Saved entries
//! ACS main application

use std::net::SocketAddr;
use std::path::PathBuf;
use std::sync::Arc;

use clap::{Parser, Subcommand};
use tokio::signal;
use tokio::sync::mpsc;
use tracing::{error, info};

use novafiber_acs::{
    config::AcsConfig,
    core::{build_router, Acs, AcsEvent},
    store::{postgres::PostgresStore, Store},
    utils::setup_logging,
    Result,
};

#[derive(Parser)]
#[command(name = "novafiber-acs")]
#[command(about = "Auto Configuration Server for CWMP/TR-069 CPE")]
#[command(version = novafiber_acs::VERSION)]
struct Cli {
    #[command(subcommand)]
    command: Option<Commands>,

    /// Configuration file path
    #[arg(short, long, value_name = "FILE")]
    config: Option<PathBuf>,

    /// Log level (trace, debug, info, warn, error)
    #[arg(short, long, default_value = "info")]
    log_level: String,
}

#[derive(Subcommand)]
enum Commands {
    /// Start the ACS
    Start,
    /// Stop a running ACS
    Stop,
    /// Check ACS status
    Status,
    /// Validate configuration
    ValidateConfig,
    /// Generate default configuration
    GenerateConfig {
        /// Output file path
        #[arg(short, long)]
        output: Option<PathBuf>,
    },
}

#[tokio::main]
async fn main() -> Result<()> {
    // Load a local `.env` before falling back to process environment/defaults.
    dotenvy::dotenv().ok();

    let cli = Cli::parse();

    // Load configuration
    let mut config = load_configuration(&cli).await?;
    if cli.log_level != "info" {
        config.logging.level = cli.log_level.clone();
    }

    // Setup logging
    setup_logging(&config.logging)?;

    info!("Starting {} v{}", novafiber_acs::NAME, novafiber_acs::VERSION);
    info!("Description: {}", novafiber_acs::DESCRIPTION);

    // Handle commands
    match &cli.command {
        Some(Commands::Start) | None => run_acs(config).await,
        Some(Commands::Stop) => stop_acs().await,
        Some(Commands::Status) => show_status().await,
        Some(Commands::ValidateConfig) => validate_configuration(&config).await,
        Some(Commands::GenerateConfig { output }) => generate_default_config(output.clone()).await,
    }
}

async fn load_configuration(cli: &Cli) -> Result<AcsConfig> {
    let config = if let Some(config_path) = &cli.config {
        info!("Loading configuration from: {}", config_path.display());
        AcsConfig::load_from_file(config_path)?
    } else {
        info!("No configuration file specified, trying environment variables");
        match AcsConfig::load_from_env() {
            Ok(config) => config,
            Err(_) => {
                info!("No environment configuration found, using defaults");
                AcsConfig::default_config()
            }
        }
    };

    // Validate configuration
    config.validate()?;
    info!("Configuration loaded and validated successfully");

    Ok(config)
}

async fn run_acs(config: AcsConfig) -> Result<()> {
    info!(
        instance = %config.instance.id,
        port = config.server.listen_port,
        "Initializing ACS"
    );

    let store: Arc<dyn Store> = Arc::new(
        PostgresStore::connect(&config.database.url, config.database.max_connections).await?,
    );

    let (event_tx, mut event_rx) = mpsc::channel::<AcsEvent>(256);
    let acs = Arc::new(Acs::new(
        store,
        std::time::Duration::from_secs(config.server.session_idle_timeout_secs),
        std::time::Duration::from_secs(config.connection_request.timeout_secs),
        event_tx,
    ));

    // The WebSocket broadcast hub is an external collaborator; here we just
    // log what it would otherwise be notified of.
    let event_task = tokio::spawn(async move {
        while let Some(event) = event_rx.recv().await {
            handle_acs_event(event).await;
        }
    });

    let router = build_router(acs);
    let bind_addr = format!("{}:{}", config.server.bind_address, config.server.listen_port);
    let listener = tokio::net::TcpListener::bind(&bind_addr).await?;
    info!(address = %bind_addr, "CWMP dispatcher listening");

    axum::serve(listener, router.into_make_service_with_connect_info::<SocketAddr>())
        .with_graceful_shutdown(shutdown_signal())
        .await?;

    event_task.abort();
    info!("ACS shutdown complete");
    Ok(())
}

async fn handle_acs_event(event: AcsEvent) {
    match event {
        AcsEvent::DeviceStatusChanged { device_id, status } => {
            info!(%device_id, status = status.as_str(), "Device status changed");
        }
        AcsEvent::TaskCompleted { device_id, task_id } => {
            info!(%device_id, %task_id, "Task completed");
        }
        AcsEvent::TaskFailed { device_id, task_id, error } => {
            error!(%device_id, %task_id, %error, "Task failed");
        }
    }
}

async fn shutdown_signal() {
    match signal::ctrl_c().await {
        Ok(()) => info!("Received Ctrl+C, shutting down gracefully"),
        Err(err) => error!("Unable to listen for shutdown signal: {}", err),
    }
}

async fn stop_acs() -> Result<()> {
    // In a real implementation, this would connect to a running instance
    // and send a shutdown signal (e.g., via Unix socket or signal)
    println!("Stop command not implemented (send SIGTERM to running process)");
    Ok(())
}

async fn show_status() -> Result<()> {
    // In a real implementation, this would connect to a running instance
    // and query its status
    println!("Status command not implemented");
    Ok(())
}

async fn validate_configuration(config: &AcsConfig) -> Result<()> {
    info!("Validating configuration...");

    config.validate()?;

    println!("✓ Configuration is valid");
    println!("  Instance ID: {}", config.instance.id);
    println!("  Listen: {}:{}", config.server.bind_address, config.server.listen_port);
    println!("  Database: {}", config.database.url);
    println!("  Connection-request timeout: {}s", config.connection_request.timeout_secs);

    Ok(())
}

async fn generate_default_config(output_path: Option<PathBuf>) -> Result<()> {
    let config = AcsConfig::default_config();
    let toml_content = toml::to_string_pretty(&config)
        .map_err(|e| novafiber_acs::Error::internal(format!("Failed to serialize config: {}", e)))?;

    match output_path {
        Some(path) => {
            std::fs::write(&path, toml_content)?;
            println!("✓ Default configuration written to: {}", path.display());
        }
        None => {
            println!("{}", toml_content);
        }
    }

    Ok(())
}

→ THE PROBLEM
Give a word-for-word copy of the records.

→ THE COMPLETED TASK
//! ACS main application

use std::net::SocketAddr;
use std::path::PathBuf;
use std::sync::Arc;

use clap::{Parser, Subcommand};
use tokio::signal;
use tokio::sync::mpsc;
use tracing::{error, info};

use novafiber_acs::{
    config::AcsConfig,
    core::{build_router, Acs, AcsEvent},
    store::{postgres::PostgresStore, Store},
    utils::setup_logging,
    Result,
};

#[derive(Parser)]
#[command(name = "novafiber-acs")]
#[command(about = "Auto Configuration Server for CWMP/TR-069 CPE")]
#[command(version = novafiber_acs::VERSION)]
struct Cli {
    #[command(subcommand)]
    command: Option<Commands>,

    /// Configuration file path
    #[arg(short, long, value_name = "FILE")]
    config: Option<PathBuf>,

    /// Log level (trace, debug, info, warn, error)
    #[arg(short, long, default_value = "info")]
    log_level: String,
}

#[derive(Subcommand)]
enum Commands {
    /// Start the ACS
    Start,
    /// Stop a running ACS
    Stop,
    /// Check ACS status
    Status,
    /// Validate configuration
    ValidateConfig,
    /// Generate default configuration
    GenerateConfig {
        /// Output file path
        #[arg(short, long)]
        output: Option<PathBuf>,
    },
}

#[tokio::main]
async fn main() -> Result<()> {
    // Load a local `.env` before falling back to process environment/defaults.
    dotenvy::dotenv().ok();

    let cli = Cli::parse();

    // Load configuration
    let mut config = load_configuration(&cli).await?;
    if cli.log_level != "info" {
        config.logging.level = cli.log_level.clone();
    }

    // Setup logging
    setup_logging(&config.logging)?;

    info!("Starting {} v{}", novafiber_acs::NAME, novafiber_acs::VERSION);
    info!("Description: {}", novafiber_acs::DESCRIPTION);

    // Handle commands
    match &cli.command {
        Some(Commands::Start) | None => run_acs(config).await,
        Some(Commands::Stop) => stop_acs().await,
        Some(Commands::Status) => show_status().await,
        Some(Commands::ValidateConfig) => validate_configuration(&config).await,
        Some(Commands::GenerateConfig { output }) => generate_default_config(output.clone()).await,
    }
}

async fn load_configuration(cli: &Cli) -> Result<AcsConfig> {
    let config = if let Some(config_path) = &cli.config {
        info!("Loading configuration from: {}", config_path.display());
        AcsConfig::load_from_file(config_path)?
    } else {
        info!("No configuration file specified, trying environment variables");
        match AcsConfig::load_from_env() {
            Ok(config) => config,
            Err(_) => {
                info!("No environment configuration found, using defaults");
                AcsConfig::default_config()
            }
        }
    };

    // Validate configuration
    config.validate()?;
    info!("Configuration loaded and validated successfully");

    Ok(config)
}

async fn run_acs(config: AcsConfig) -> Result<()> {
    info!(
        instance = %config.instance.id,
        port = config.server.listen_port,
        "Initializing ACS"
    );

    let store: Arc<dyn Store> = Arc::new(
        PostgresStore::connect(&config.database.url, config.database.max_connections).await?,
    );

    let (event_tx, mut event_rx) = mpsc::channel::<AcsEvent>(256);
    let acs = Arc::new(Acs::new(
        store,
        std::time::Duration::from_secs(config.server.session_idle_timeout_secs),
        std::time::Duration::from_secs(config.connection_request.timeout_secs),
        event_tx,
    ));

    // The WebSocket broadcast hub is an external collaborator; here we just
    // log what it would otherwise be notified of.
    let event_task = tokio::spawn(async move {
        while let Some(event) = event_rx.recv().await {
            handle_acs_event(event).await;
        }
    });

    let router = build_router(acs);
    let bind_addr = format!("{}:{}", config.server.bind_address, config.server.listen_port);
    let listener = tokio::net::TcpListener::bind(&bind_addr).await?;
    info!(address = %bind_addr, "CWMP dispatcher listening");

    axum::serve(listener, router.into_make_service_with_connect_info::<SocketAddr>())
        .with_graceful_shutdown(shutdown_signal())
        .await?;

    event_task.abort();
    info!("ACS shutdown complete");
    Ok(())
}

async fn handle_acs_event(event: AcsEvent) {
    match event {
        AcsEvent::DeviceStatusChanged { device_id, status } => {
            info!(%device_id, status = status.as_str(), "Device status changed");
        }
        AcsEvent::TaskCompleted { device_id, task_id } => {
            info!(%device_id, %task_id, "Task completed");
        }
        AcsEvent::TaskFailed { device_id, task_id, error } => {
            error!(%device_id, %task_id, %error, "Task failed");
        }
    }
}

async fn shutdown_signal() {
    match signal::ctrl_c().await {
        Ok(()) => info!("Received Ctrl+C, shutting down gracefully"),
        Err(err) => error!("Unable to listen for shutdown signal: {}", err),
    }
}

async fn stop_acs() -> Result<()> {
    // In a real implementation, this would connect to a running instance
    // and send a shutdown signal (e.g., via Unix socket or signal)
    println!("Stop command not implemented (send SIGTERM to running process)");
    Ok(())
}

async fn show_status() -> Result<()> {
    // In a real implementation, this would connect to a running instance
    // and query its status
    println!("Status command not implemented");
    Ok(())
}

async fn validate_configuration(config: &AcsConfig) -> Result<()> {
    info!("Validating configuration...");

    config.validate()?;

    println!("✓ Configuration is valid");
    println!("  Instance ID: {}", config.instance.id);
    println!("  Listen: {}:{}", config.server.bind_address, config.server.listen_port);
    println!("  Database: {}", config.database.url);
    println!("  Connection-request timeout: {}s", config.connection_request.timeout_secs);

    Ok(())
}

async fn generate_default_config(output_path: Option<PathBuf>) -> Result<()> {
    let config = AcsConfig::default_config();
    let toml_content = toml::to_string_pretty(&config)
        .map_err(|e| novafiber_acs::Error::internal(format!("Failed to serialize config: {}", e)))?;

    match output_path {
        Some(path) => {
            std::fs::write(&path, toml_content)?;
            println!("✓ Default configuration written to: {}", path.display());
        }
        None => {
            println!("{}", toml_content);
        }
    }

    Ok(())
}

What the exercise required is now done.